A stylish woman, still fair in spite of her 50 years, was sitting in front of Robert as he testified. She was the widow of Benjamin Arnold's brother, Henry, and her son, Henry, or Harry, had just offered a reward of $5,000 for the incendiary—a sum which McCausland might well have hopes of securing. The inspector was still hovering about the threshold of his ante-room, and now that Floyd's examination was concluded he called the district attorney to one side, apparently urging him to reserve the remainder of his evidence, which would naturally consist of rebuttal of Floyd and corroboration of Bertha. At any rate, Mr. Badger arose, and, announcing that the case was closed, offered a summary of the evidence, rapid, methodical, but unimpressive, like himself. Then the prisoner was asked if he desired to speak in his own behalf.

"Your honor," he said, "this monstrous charge of having set on foot a fire in the most populous section of our noble city overwhelms me so that I am impotent to express the indignation I feel. I leave it to your own sense of justice, your own discrimination, whether I am to be dishonored with the suspicion of an infamous crime, on evidence so flimsy that the bare denial of a veracious man should be sufficient to upset it. I read in many faces around me the hunger for blood; the unthinking call for a victim. Heed that, and my good name is taken from me. I am irreparably wronged. Resist it, and you will prove yourself worthy of the honorable title which you bear."

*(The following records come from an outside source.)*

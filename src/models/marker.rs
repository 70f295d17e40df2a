//! Positioned marker types produced by the marker parser.
//!
//! Every marker carries the [`Span`] it was parsed from and the exact `raw`
//! substring. Spans are byte offsets into the original text and are never
//! renumbered after extraction.

use serde::{Deserialize, Serialize};
use std::fmt;
use std::ops::Range;

/// Half-open byte range `[start, end)` into the original text.
#[derive(Debug, Clone, Copy, PartialEq, Eq, Hash, Default, Serialize, Deserialize)]
pub struct Span {
    /// Inclusive start offset.
    pub start: usize,
    /// Exclusive end offset.
    pub end: usize,
}

impl Span {
    /// Creates a new span.
    #[must_use]
    pub const fn new(start: usize, end: usize) -> Self {
        Self { start, end }
    }

    /// Returns the span length in bytes.
    #[must_use]
    pub const fn len(&self) -> usize {
        self.end.saturating_sub(self.start)
    }

    /// Returns true if the span covers no bytes.
    #[must_use]
    pub const fn is_empty(&self) -> bool {
        self.end <= self.start
    }

    /// Returns true if `offset` lies inside the span.
    #[must_use]
    pub const fn contains(&self, offset: usize) -> bool {
        self.start <= offset && offset < self.end
    }

    /// Returns the span as a `Range`.
    #[must_use]
    pub const fn range(&self) -> Range<usize> {
        self.start..self.end
    }
}

impl From<Range<usize>> for Span {
    fn from(range: Range<usize>) -> Self {
        Self::new(range.start, range.end)
    }
}

/// The four shapes a state marker can take.
#[derive(Debug, Clone, Copy, PartialEq, Eq, Hash, PartialOrd, Ord, Serialize, Deserialize)]
#[serde(rename_all = "snake_case")]
pub enum StateType {
    /// `{state:label}`
    Simple,
    /// `{state:intensity|a[0.5]|b[1.0]|}`
    Intensity,
    /// `{state:weighted|a[0.6]|b|}`
    Weighted,
    /// `{state:random!a[0.5]!b[0.5]!}`
    Random,
}

impl StateType {
    /// All state types, in tie-break order for dominance.
    pub const ALL: [Self; 4] = [Self::Simple, Self::Intensity, Self::Weighted, Self::Random];

    /// Returns the type as a string slice.
    #[must_use]
    pub const fn as_str(&self) -> &'static str {
        match self {
            Self::Simple => "simple",
            Self::Intensity => "intensity",
            Self::Weighted => "weighted",
            Self::Random => "random",
        }
    }
}

impl fmt::Display for StateType {
    fn fmt(&self, f: &mut fmt::Formatter<'_>) -> fmt::Result {
        f.write_str(self.as_str())
    }
}

/// A label with an intensity.
#[derive(Debug, Clone, PartialEq, Serialize, Deserialize)]
pub struct IntensityValue {
    /// State label.
    pub state: String,
    /// Intensity as written.
    pub intensity: f64,
}

/// A label with a weight in a weighted or random distribution.
#[derive(Debug, Clone, PartialEq, Serialize, Deserialize)]
pub struct WeightedValue {
    /// State label.
    pub state: String,
    /// Weight; all weights of one marker should sum to 1.0.
    pub weight: f64,
}

/// Shape-specific payload of a state marker.
#[derive(Debug, Clone, PartialEq, Serialize, Deserialize)]
#[serde(tag = "type", rename_all = "snake_case")]
pub enum StateKind {
    /// A single label.
    Simple {
        /// The label.
        value: String,
    },
    /// Ordered label/intensity pairs.
    Intensity {
        /// The pairs in written order.
        values: Vec<IntensityValue>,
    },
    /// Ordered label/weight pairs.
    Weighted {
        /// The pairs in written order.
        values: Vec<WeightedValue>,
    },
    /// Ordered label/weight pairs describing a random distribution.
    Random {
        /// The pairs in written order.
        values: Vec<WeightedValue>,
    },
}

/// A cognitive-state marker.
#[derive(Debug, Clone, PartialEq, Serialize, Deserialize)]
pub struct StateMarker {
    /// Shape and values.
    #[serde(flatten)]
    pub kind: StateKind,
    /// Location in the original text.
    pub span: Span,
    /// Exact source substring.
    pub raw: String,
}

impl StateMarker {
    /// Returns the shape of this marker.
    #[must_use]
    pub const fn state_type(&self) -> StateType {
        match self.kind {
            StateKind::Simple { .. } => StateType::Simple,
            StateKind::Intensity { .. } => StateType::Intensity,
            StateKind::Weighted { .. } => StateType::Weighted,
            StateKind::Random { .. } => StateType::Random,
        }
    }

    /// Returns the label of a simple state marker.
    #[must_use]
    pub fn simple_value(&self) -> Option<&str> {
        match &self.kind {
            StateKind::Simple { value } => Some(value),
            _ => None,
        }
    }
}

/// A context marker: `[context:label]`.
#[derive(Debug, Clone, PartialEq, Eq, Serialize, Deserialize)]
pub struct ContextMarker {
    /// The context label.
    pub value: String,
    /// Location in the original text.
    pub span: Span,
    /// Exact source substring.
    pub raw: String,
}

/// Whether a pattern marker describes a dynamic flow or a static status.
#[derive(Debug, Clone, Copy, PartialEq, Eq, Hash, Serialize, Deserialize)]
#[serde(rename_all = "snake_case")]
pub enum PatternKind {
    /// `&pattern:category|flow|`
    Pattern,
    /// `&status:category|`
    Status,
}

/// A pattern or status marker.
#[derive(Debug, Clone, PartialEq, Eq, Serialize, Deserialize)]
pub struct PatternMarker {
    /// Dynamic pattern or static status.
    pub kind: PatternKind,
    /// Behaviour category.
    pub category: String,
    /// Flow label; always `None` for status markers.
    pub flow: Option<String>,
    /// Location in the original text.
    pub span: Span,
    /// Exact source substring.
    pub raw: String,
}

/// Flow direction of a directional operator.
#[derive(Debug, Clone, Copy, PartialEq, Eq, Hash, Serialize, Deserialize)]
#[serde(rename_all = "snake_case")]
pub enum Direction {
    /// `→`
    Forward,
    /// `←`
    Backward,
    /// `↔`
    Bidirectional,
    /// `↠`
    Transition,
    /// `⇄`
    Cascade,
}

/// A directional operator glyph.
#[derive(Debug, Clone, PartialEq, Eq, Serialize, Deserialize)]
pub struct DirectionalOperator {
    /// Flow direction.
    pub direction: Direction,
    /// True for intensified (multi-glyph or double-arrow) operators.
    pub enhanced: bool,
    /// Location in the original text.
    pub span: Span,
    /// Exact source substring.
    pub raw: String,
}

/// Branch marker variants.
#[derive(Debug, Clone, PartialEq, Eq, Serialize, Deserialize)]
#[serde(tag = "type", rename_all = "snake_case")]
pub enum BranchKind {
    /// `{branch:id|label}`
    Init {
        /// Optional human label.
        label: Option<String>,
    },
    /// `→merge{branch:id}`
    Merge,
    /// `{branch_end:id}`
    End,
}

/// A branch marker.
#[derive(Debug, Clone, PartialEq, Eq, Serialize, Deserialize)]
pub struct BranchMarker {
    /// Init, merge or end.
    #[serde(flatten)]
    pub kind: BranchKind,
    /// Branch identifier.
    pub id: String,
    /// Location in the original text.
    pub span: Span,
    /// Exact source substring.
    pub raw: String,
}

/// A social layer marker: `{social:level}[mask:name]`.
#[derive(Debug, Clone, PartialEq, Eq, Serialize, Deserialize)]
pub struct SocialLayer {
    /// Social register.
    pub level: String,
    /// Optional presentation mask.
    pub mask: Option<String>,
    /// Location in the original text.
    pub span: Span,
    /// Exact source substring.
    pub raw: String,
}

#[cfg(test)]
mod tests {
    use super::*;

    #[test]
    fn test_span_contains_is_half_open() {
        let span = Span::new(5, 10);
        assert!(span.contains(5));
        assert!(span.contains(9));
        assert!(!span.contains(10));
        assert_eq!(span.len(), 5);
    }

    #[test]
    fn test_state_marker_serializes_with_type_tag() {
        let marker = StateMarker {
            kind: StateKind::Simple {
                value: "focused".to_string(),
            },
            span: Span::new(0, 15),
            raw: "{state:focused}".to_string(),
        };
        let json = serde_json::to_value(&marker).unwrap();
        assert_eq!(json["type"], "simple");
        assert_eq!(json["value"], "focused");

        let back: StateMarker = serde_json::from_value(json).unwrap();
        assert_eq!(back, marker);
    }
}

Not a few were swayed toward the youth by his manifest emotion. But the judge waited fully a minute before he arose and his eyeglasses were trembling in his hand.

"You have elected, against good counsel," he began, "to be your own advocate. I cannot and do not adjudge you unsuccessful, in the sense of having demonstrated your guilt rather than your innocence. But that you have failed to break the government's chain of evidence in its most damaging links—sole opportunity, motive and suspicious conduct, especially after the act—is plain to me, and would be plain to any mind accustomed to weighing such evidence calmly.